London: As Kashmiris across the world once again this year protested on 27th October, marking it as a ‘black day’ anniversary of India’s military invasion of their homeland in 1947, the continuing crisis in the region was rightly highlighted amidst the unfortunate paralysis of the international community. Over seven decades have passed since that military action and the tragic history of the region since then tells a terrible story of the denial of freedom, tens of thousands of deaths of innocent civilians, arbitrary detention and imprisonment, torture, political prisoners, media clampdowns and many other egregious abuses. As matters stand, there is no longer even a pretence of compliance with international law or UN Resolutions by an Indian state that has, especially since August last year, unashamedly taken the abuses to another level.

In joining Kashmiris on one such protest in Birmingham last week, I intended to express the solidarity of the Sikhs with the traumatised people of Kashmir. That solidarity is founded on a Sikh tradition and value system that teaches us to stand up to unjust rule and to champion the interests of the oppressed. That solidarity is founded on the self-evident reality that the Sikh nation has been equally oppressed by the same rogue state, breaching the same international laws in a near identical manner over broadly the same period. That solidarity is also based on an understanding that Sikhs and Kashmiris should work together to dismantle Indian colonial rule over our respective homelands.
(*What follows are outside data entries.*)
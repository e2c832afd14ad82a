//! Friendly URL entries: URL titles mapped to a classified resource per
//! group and language.

use crate::error::StoreError;
use crate::finder_path::FinderDescriptor;
use crate::store::{EntityConfig, EntityStore, FinderQuery};
use entity_store_core::{
    Audit, Entity, OrderByComparator, PrimaryKey, QueryExecutor, Schema, Value,
};
use serde::{Deserialize, Serialize};
use std::ops::Deref;

/// Entity name used in messages.
pub const ENTITY_NAME: &str = "FriendlyUrlEntry";
/// Backing table.
pub const TABLE: &str = "CPFriendlyURLEntry";

const COLUMNS: [&str; 13] = [
    "uuid",
    "entryId",
    "groupId",
    "companyId",
    "userId",
    "userName",
    "createDate",
    "modifiedDate",
    "classNameId",
    "classPK",
    "languageId",
    "urlTitle",
    "main",
];

/// Finder names.
pub mod finder {
    /// Entries by uuid.
    pub const UUID: &str = "Uuid";
    /// Entries by uuid within a company.
    pub const UUID_C: &str = "Uuid_C";
    /// Entries of one resource.
    pub const G_C_C_C: &str = "G_C_C_C";
    /// Entries with one URL title across languages.
    pub const G_C_C_U: &str = "G_C_C_U";
    /// Main or alternate entries of one resource.
    pub const G_C_C_C_M: &str = "G_C_C_C_M";
    /// Entry by uuid within a group.
    pub const UUID_G: &str = "UUID_G";
    /// Entry by group, language and URL title.
    pub const G_L_U: &str = "G_L_U";
    /// Entry by class, language and URL title.
    pub const G_C_C_L_U: &str = "G_C_C_L_U";
    /// Entry by resource, language and URL title.
    pub const G_C_C_C_L_U: &str = "G_C_C_C_L_U";
    /// Main entry of one resource in one language.
    pub const G_C_C_C_L_M: &str = "G_C_C_C_L_M";
}

/// A URL title pointing at a resource (`classNameId`, `classPK`).
#[derive(Debug, Clone, Default, PartialEq, Eq, Serialize, Deserialize)]
#[serde(rename_all = "camelCase")]
pub struct FriendlyUrlEntry {
    /// Primary key.
    pub entry_id: i64,
    /// Site the entry belongs to.
    pub group_id: i64,
    /// Author.
    pub user_id: i64,
    /// Author display name.
    pub user_name: String,
    /// Resource type.
    pub class_name_id: i64,
    /// Resource id.
    #[serde(rename = "classPK")]
    pub class_pk: i64,
    /// Locale, e.g. `en_US`.
    pub language_id: String,
    /// URL segment.
    pub url_title: String,
    /// Whether this is the canonical title of the resource in its language.
    pub main: bool,
    /// Audit columns.
    #[serde(flatten)]
    pub audit: Audit,
    #[serde(skip)]
    new: bool,
}

impl Entity for FriendlyUrlEntry {
    fn with_primary_key(primary_key: PrimaryKey) -> Self {
        Self {
            entry_id: primary_key.as_long().unwrap_or_default(),
            new: true,
            ..Self::default()
        }
    }

    fn primary_key(&self) -> PrimaryKey {
        PrimaryKey::Long(self.entry_id)
    }

    fn is_new(&self) -> bool {
        self.new
    }

    fn set_new(&mut self, new: bool) {
        self.new = new;
    }

    fn audit(&self) -> &Audit {
        &self.audit
    }

    fn audit_mut(&mut self) -> &mut Audit {
        &mut self.audit
    }

    fn column(&self, name: &str) -> Value {
        match name {
            "uuid" => self.audit.uuid.as_str().into(),
            "entryId" => self.entry_id.into(),
            "groupId" => self.group_id.into(),
            "companyId" => self.audit.company_id.into(),
            "userId" => self.user_id.into(),
            "userName" => self.user_name.as_str().into(),
            "createDate" => self.audit.create_date.into(),
            "modifiedDate" => self.audit.modified_date().into(),
            "classNameId" => self.class_name_id.into(),
            "classPK" => self.class_pk.into(),
            "languageId" => self.language_id.as_str().into(),
            "urlTitle" => self.url_title.as_str().into(),
            "main" => self.main.into(),
            _ => Value::Null,
        }
    }
}

/// Schema, finders and default ordering of [`FriendlyUrlEntry`].
///
/// # Errors
/// Returns an error only if the column table above is inconsistent.
pub fn entity_config() -> Result<EntityConfig, StoreError> {
    let schema = Schema::new(ENTITY_NAME, "entryId", &COLUMNS)?
        .with_physical_names([("uuid", "uuid_"), ("entryId", "CPFriendlyURLEntryId")])?;

    let finders = vec![
        FinderDescriptor::non_unique(finder::UUID, &["uuid"]),
        FinderDescriptor::non_unique(finder::UUID_C, &["uuid", "companyId"]),
        FinderDescriptor::non_unique(
            finder::G_C_C_C,
            &["groupId", "companyId", "classNameId", "classPK"],
        ),
        FinderDescriptor::non_unique(
            finder::G_C_C_U,
            &["groupId", "companyId", "classNameId", "urlTitle"],
        ),
        FinderDescriptor::non_unique(
            finder::G_C_C_C_M,
            &["groupId", "companyId", "classNameId", "classPK", "main"],
        ),
        FinderDescriptor::unique(finder::UUID_G, &["uuid", "groupId"]),
        FinderDescriptor::unique(finder::G_L_U, &["groupId", "languageId", "urlTitle"]),
        FinderDescriptor::unique(
            finder::G_C_C_L_U,
            &["groupId", "companyId", "classNameId", "languageId", "urlTitle"],
        ),
        FinderDescriptor::unique(
            finder::G_C_C_C_L_U,
            &["groupId", "companyId", "classNameId", "classPK", "languageId", "urlTitle"],
        ),
        FinderDescriptor::unique(
            finder::G_C_C_C_L_M,
            &["groupId", "companyId", "classNameId", "classPK", "languageId", "main"],
        ),
    ];

    Ok(EntityConfig {
        schema,
        table: TABLE.to_owned(),
        finders,
        default_order: Some(OrderByComparator::asc("urlTitle")),
    })
}

/// Typed finders over an [`EntityStore`] of friendly URL entries.
pub struct FriendlyUrlEntryStore<X: QueryExecutor<FriendlyUrlEntry>> {
    store: EntityStore<FriendlyUrlEntry, X>,
}

impl<X: QueryExecutor<FriendlyUrlEntry>> Deref for FriendlyUrlEntryStore<X> {
    type Target = EntityStore<FriendlyUrlEntry, X>;

    fn deref(&self) -> &Self::Target {
        &self.store
    }
}

impl<X: QueryExecutor<FriendlyUrlEntry>> FriendlyUrlEntryStore<X> {
    /// Wrap a store built from [`entity_config`].
    #[must_use]
    pub const fn new(store: EntityStore<FriendlyUrlEntry, X>) -> Self {
        Self { store }
    }

    /// Underlying generic store.
    #[must_use]
    pub fn into_inner(self) -> EntityStore<FriendlyUrlEntry, X> {
        self.store
    }

    /// Entries with this uuid, sorted by primary key.
    ///
    /// # Errors
    /// Returns an error when the executor fails.
    pub fn find_by_uuid(&self, uuid: &str) -> Result<Vec<FriendlyUrlEntry>, StoreError> {
        self.store.find(&FinderQuery::new(finder::UUID).arg(uuid))
    }

    /// Number of entries with this uuid.
    ///
    /// # Errors
    /// Returns an error when the executor fails.
    pub fn count_by_uuid(&self, uuid: &str) -> Result<u64, StoreError> {
        self.store.count(&FinderQuery::new(finder::UUID).arg(uuid))
    }

    /// Entry with this uuid in a group, if any.
    ///
    /// # Errors
    /// Returns an error when the executor fails.
    pub fn fetch_by_uuid_g(&self, uuid: &str, group_id: i64) -> Result<Option<FriendlyUrlEntry>, StoreError> {
        self.store
            .fetch_unique(&FinderQuery::new(finder::UUID_G).arg(uuid).arg(group_id))
    }

    /// Entries of one resource, sorted by primary key.
    ///
    /// # Errors
    /// Returns an error when the executor fails.
    pub fn find_by_g_c_c_c(
        &self,
        group_id: i64,
        company_id: i64,
        class_name_id: i64,
        class_pk: i64,
    ) -> Result<Vec<FriendlyUrlEntry>, StoreError> {
        self.store.find(
            &FinderQuery::new(finder::G_C_C_C)
                .arg(group_id)
                .arg(company_id)
                .arg(class_name_id)
                .arg(class_pk),
        )
    }

    /// Entry for a URL title in one group and language, if any.
    ///
    /// # Errors
    /// Returns an error when the executor fails.
    pub fn fetch_by_g_l_u(
        &self,
        group_id: i64,
        language_id: &str,
        url_title: &str,
    ) -> Result<Option<FriendlyUrlEntry>, StoreError> {
        self.store.fetch_unique(&Self::g_l_u(group_id, language_id, url_title))
    }

    /// Like [`FriendlyUrlEntryStore::fetch_by_g_l_u`], failing when absent.
    ///
    /// # Errors
    /// Returns [`StoreError::EntityNotFound`] when no entry matches.
    pub fn find_by_g_l_u(
        &self,
        group_id: i64,
        language_id: &str,
        url_title: &str,
    ) -> Result<FriendlyUrlEntry, StoreError> {
        self.store.find_unique(&Self::g_l_u(group_id, language_id, url_title))
    }

    /// Zero or one.
    ///
    /// # Errors
    /// Returns an error when the executor fails.
    pub fn count_by_g_l_u(&self, group_id: i64, language_id: &str, url_title: &str) -> Result<u64, StoreError> {
        self.store.count(&Self::g_l_u(group_id, language_id, url_title))
    }

    /// Main entry of a resource in one language, if any.
    ///
    /// # Errors
    /// Returns an error when the executor fails.
    pub fn fetch_main(
        &self,
        group_id: i64,
        company_id: i64,
        class_name_id: i64,
        class_pk: i64,
        language_id: &str,
    ) -> Result<Option<FriendlyUrlEntry>, StoreError> {
        self.store.fetch_unique(
            &FinderQuery::new(finder::G_C_C_C_L_M)
                .arg(group_id)
                .arg(company_id)
                .arg(class_name_id)
                .arg(class_pk)
                .arg(language_id)
                .arg(true),
        )
    }

    fn g_l_u(group_id: i64, language_id: &str, url_title: &str) -> FinderQuery {
        FinderQuery::new(finder::G_L_U)
            .arg(group_id)
            .arg(language_id)
            .arg(url_title)
    }
}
The Indian state is a serial violator of human rights, both individual and collective. The collective right of self-determination is universally recognised as the only effective guarantee of all other human rights, as well as the only peaceful means of conflict resolution in such conflict zones. India’s genocide of the Sikhs and Kashmiris has compounded the underlying issue – which is that India has rejected the right of self-determination. It has done so ‘on the ground’ through military force, as well as officially at the United Nations by way of a written ‘reservation’ to Article 1 of the 1966 Covenant on Civil and Political Rights. Just last August the UN’s Human Rights Committee again formally requested India to drop that unlawful ‘reservation’, but India continues to ignore the UN and humanitarian norms.

Those proud nations that refuse to accept Indian colonialism, including those in the North East region, should work together and secure international support if they are sincere about freedom. It may take time, but history shows that colonialism will ultimately fail. The sooner Modi and his Hindutva henchmen are stopped, the better; working together as a coalition will hasten that outcome.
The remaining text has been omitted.